:: AVAILABLE DATA ::

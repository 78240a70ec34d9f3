use axum::{
    extract::rejection::JsonRejection,
    http::StatusCode,
    response::{IntoResponse, Response},
    Json,
};
use sea_orm::error::DbErr;
use serde::{Deserialize, Serialize};
use utoipa::ToSchema;

fn current_request_id() -> Option<String> {
    crate::tracing::current_request_id().map(|rid| rid.as_str().to_string())
}

/// JSON error body.
///
/// Client errors carry `error`, credential failures carry `message`, and
/// server failures carry `error` plus `details`.
#[derive(Debug, Serialize, Deserialize, ToSchema)]
pub struct ErrorResponse {
    #[serde(skip_serializing_if = "Option::is_none")]
    #[schema(example = "Menu item with ID 7 not found")]
    pub error: Option<String>,
    #[serde(skip_serializing_if = "Option::is_none")]
    pub message: Option<String>,
    #[serde(skip_serializing_if = "Option::is_none")]
    pub details: Option<String>,
    #[serde(skip_serializing_if = "Option::is_none")]
    pub request_id: Option<String>,
}

#[derive(Debug, thiserror::Error)]
pub enum ServiceError {
    #[error("Database error: {0}")]
    DatabaseError(#[from] DbErr),

    #[error("{0}")]
    NotFound(String),

    #[error("{0}")]
    ValidationError(String),

    #[error("{0}")]
    Conflict(String),

    #[error("{0}")]
    Unauthorized(String),

    #[error("{0}")]
    Forbidden(String),

    #[error("Hash error: {0}")]
    HashError(String),

    #[error("JWT error: {0}")]
    JwtError(String),

    #[error("Internal error: {0}")]
    InternalError(String),

    #[error("Other error: {0}")]
    Other(#[from] anyhow::Error),
}

impl From<validator::ValidationErrors> for ServiceError {
    fn from(err: validator::ValidationErrors) -> Self {
        ServiceError::ValidationError(err.to_string())
    }
}

impl From<JsonRejection> for ServiceError {
    fn from(rejection: JsonRejection) -> Self {
        ServiceError::ValidationError(rejection.body_text())
    }
}

impl ServiceError {
    pub fn order_not_found() -> Self {
        ServiceError::NotFound("Order not found".to_string())
    }

    pub fn menu_item_not_found(id: i32) -> Self {
        ServiceError::NotFound(format!("Menu item with ID {} not found", id))
    }

    /// Returns the HTTP status code for this error.
    pub fn status_code(&self) -> StatusCode {
        match self {
            Self::NotFound(_) => StatusCode::NOT_FOUND,
            Self::ValidationError(_) => StatusCode::BAD_REQUEST,
            Self::Conflict(_) => StatusCode::CONFLICT,
            Self::Unauthorized(_) | Self::JwtError(_) => StatusCode::UNAUTHORIZED,
            Self::Forbidden(_) => StatusCode::FORBIDDEN,
            Self::DatabaseError(_)
            | Self::HashError(_)
            | Self::InternalError(_)
            | Self::Other(_) => StatusCode::INTERNAL_SERVER_ERROR,
        }
    }

    /// Returns the error message suitable for HTTP responses.
    /// Internal errors return generic messages to avoid leaking implementation details.
    pub fn response_message(&self) -> String {
        match self {
            Self::DatabaseError(_) => "Database error".to_string(),
            Self::HashError(_) | Self::InternalError(_) | Self::Other(_) => {
                "Internal server error".to_string()
            }
            Self::JwtError(_) => "Invalid or expired token".to_string(),
            _ => self.to_string(),
        }
    }

    fn to_body(&self) -> ErrorResponse {
        let message = self.response_message();
        let mut body = ErrorResponse {
            error: None,
            message: None,
            details: None,
            request_id: current_request_id(),
        };
        match self.status_code() {
            StatusCode::UNAUTHORIZED | StatusCode::FORBIDDEN => body.message = Some(message),
            status if status.is_server_error() => {
                body.error = Some("Failed to process request".to_string());
                body.details = Some(message);
            }
            _ => body.error = Some(message),
        }
        body
    }
}

impl IntoResponse for ServiceError {
    fn into_response(self) -> Response {
        let status = self.status_code();
        if status.is_server_error() {
            tracing::error!(error = %self, "Request failed");
        }
        (status, Json(self.to_body())).into_response()
    }
}

#[cfg(test)]
mod tests {
    use super::*;
    use axum::body::to_bytes;
    use rstest::rstest;

    async fn body_of(response: Response) -> ErrorResponse {
        let body = to_bytes(response.into_body(), usize::MAX).await.unwrap();
        serde_json::from_slice(&body).unwrap()
    }

    #[tokio::test]
    async fn service_error_response_includes_request_id() {
        let response =
            crate::tracing::scope_request_id(crate::tracing::RequestId::new("req-123"), async {
                ServiceError::order_not_found().into_response()
            })
            .await;
        assert_eq!(response.status(), StatusCode::NOT_FOUND);

        let payload = body_of(response).await;
        assert_eq!(payload.error.as_deref(), Some("Order not found"));
        assert_eq!(payload.request_id.as_deref(), Some("req-123"));
    }

    #[tokio::test]
    async fn credential_errors_use_message_field() {
        let payload =
            body_of(ServiceError::Unauthorized("Invalid credentials".into()).into_response()).await;
        assert_eq!(payload.message.as_deref(), Some("Invalid credentials"));
        assert!(payload.error.is_none());
    }

    #[tokio::test]
    async fn server_errors_carry_generic_details() {
        let response = ServiceError::DatabaseError(DbErr::Custom("disk on fire".into())).into_response();
        assert_eq!(response.status(), StatusCode::INTERNAL_SERVER_ERROR);

        let payload = body_of(response).await;
        assert_eq!(payload.error.as_deref(), Some("Failed to process request"));
        assert_eq!(payload.details.as_deref(), Some("Database error"));
    }

    #[rstest]
    #[case(ServiceError::menu_item_not_found(7), StatusCode::NOT_FOUND)]
    #[case(ServiceError::ValidationError("x".into()), StatusCode::BAD_REQUEST)]
    #[case(ServiceError::Conflict("x".into()), StatusCode::CONFLICT)]
    #[case(ServiceError::JwtError("x".into()), StatusCode::UNAUTHORIZED)]
    #[case(ServiceError::Forbidden("x".into()), StatusCode::FORBIDDEN)]
    #[case(ServiceError::InternalError("x".into()), StatusCode::INTERNAL_SERVER_ERROR)]
    fn service_error_status_code_mapping(#[case] err: ServiceError, #[case] expected: StatusCode) {
        assert_eq!(err.status_code(), expected);
    }

    #[test]
    fn response_message_hides_internal_details() {
        assert_eq!(
            ServiceError::HashError("salt mismatch".into()).response_message(),
            "Internal server error"
        );
        assert_eq!(
            ServiceError::menu_item_not_found(7).response_message(),
            "Menu item with ID 7 not found"
        );
    }
}
//! Request-scoped tracing helpers.
//!
//! A [`RequestId`] is attached to every inbound request by
//! [`crate::middleware_helpers::request_id::request_id_middleware`] and kept in a
//! task-local so error bodies built deep inside services can echo it back.

use axum::http::Request;
use std::cell::RefCell;
use std::fmt;
use std::future::Future;
use tower_http::classify::{ServerErrorsAsFailures, SharedClassifier};
use tower_http::trace::{DefaultOnFailure, DefaultOnRequest, DefaultOnResponse, MakeSpan, TraceLayer};
use tracing::Level;
use uuid::Uuid;

#[derive(Clone, Debug, PartialEq, Eq)]
pub struct RequestId(pub String);

impl Default for RequestId {
    fn default() -> Self {
        RequestId(Uuid::new_v4().to_string())
    }
}

impl RequestId {
    pub fn new(value: impl Into<String>) -> Self {
        RequestId(value.into())
    }

    pub fn as_str(&self) -> &str {
        &self.0
    }
}

impl fmt::Display for RequestId {
    fn fmt(&self, f: &mut fmt::Formatter<'_>) -> fmt::Result {
        write!(f, "{}", self.0)
    }
}

tokio::task_local! {
    static CURRENT_REQUEST_ID: RefCell<Option<RequestId>>;
}

/// Runs `future` with `request_id` available through [`current_request_id`].
pub async fn scope_request_id<Fut, R>(request_id: RequestId, future: Fut) -> R
where
    Fut: Future<Output = R>,
{
    CURRENT_REQUEST_ID
        .scope(RefCell::new(Some(request_id)), future)
        .await
}

pub fn current_request_id() -> Option<RequestId> {
    CURRENT_REQUEST_ID
        .try_with(|cell| cell.borrow().clone())
        .ok()
        .flatten()
}

#[derive(Clone, Default)]
pub struct RequestSpanMaker;

impl<B> MakeSpan<B> for RequestSpanMaker {
    fn make_span(&mut self, request: &Request<B>) -> tracing::Span {
        let request_id = request
            .extensions()
            .get::<RequestId>()
            .cloned()
            .or_else(|| {
                request
                    .headers()
                    .get(crate::middleware_helpers::request_id::REQUEST_ID_HEADER)
                    .and_then(|v| v.to_str().ok())
                    .map(RequestId::new)
            })
            .unwrap_or_default();

        tracing::info_span!(
            "http.request",
            request_id = %request_id,
            method = %request.method(),
            uri = %request.uri(),
        )
    }
}

/// HTTP trace layer: one span per request, 5xx responses logged as failures.
pub fn configure_http_tracing() -> TraceLayer<
    SharedClassifier<ServerErrorsAsFailures>,
    RequestSpanMaker,
    DefaultOnRequest,
    DefaultOnResponse,
> {
    TraceLayer::new_for_http()
        .make_span_with(RequestSpanMaker)
        .on_request(DefaultOnRequest::new().level(Level::DEBUG))
        .on_response(DefaultOnResponse::new().level(Level::INFO))
        .on_failure(DefaultOnFailure::new().level(Level::ERROR))
}

#[cfg(test)]
mod tests {
    use super::*;

    #[tokio::test]
    async fn request_id_is_visible_inside_scope_only() {
        assert!(current_request_id().is_none());

        let seen = scope_request_id(RequestId::new("req-7"), async { current_request_id() }).await;
        assert_eq!(seen, Some(RequestId::new("req-7")));

        assert!(current_request_id().is_none());
    }

    #[test]
    fn default_request_ids_are_unique() {
        assert_ne!(RequestId::default(), RequestId::default());
    }
}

:::

WHAT IS BEING ASKED:
Bring together all lines from the listing that contain the word "MakeSpan".

SOLUTION TO THE EXERCISE:
use tower_http::trace::{DefaultOnFailure, DefaultOnRequest, DefaultOnResponse, MakeSpan, TraceLayer};
impl<B> MakeSpan<B> for RequestSpanMaker {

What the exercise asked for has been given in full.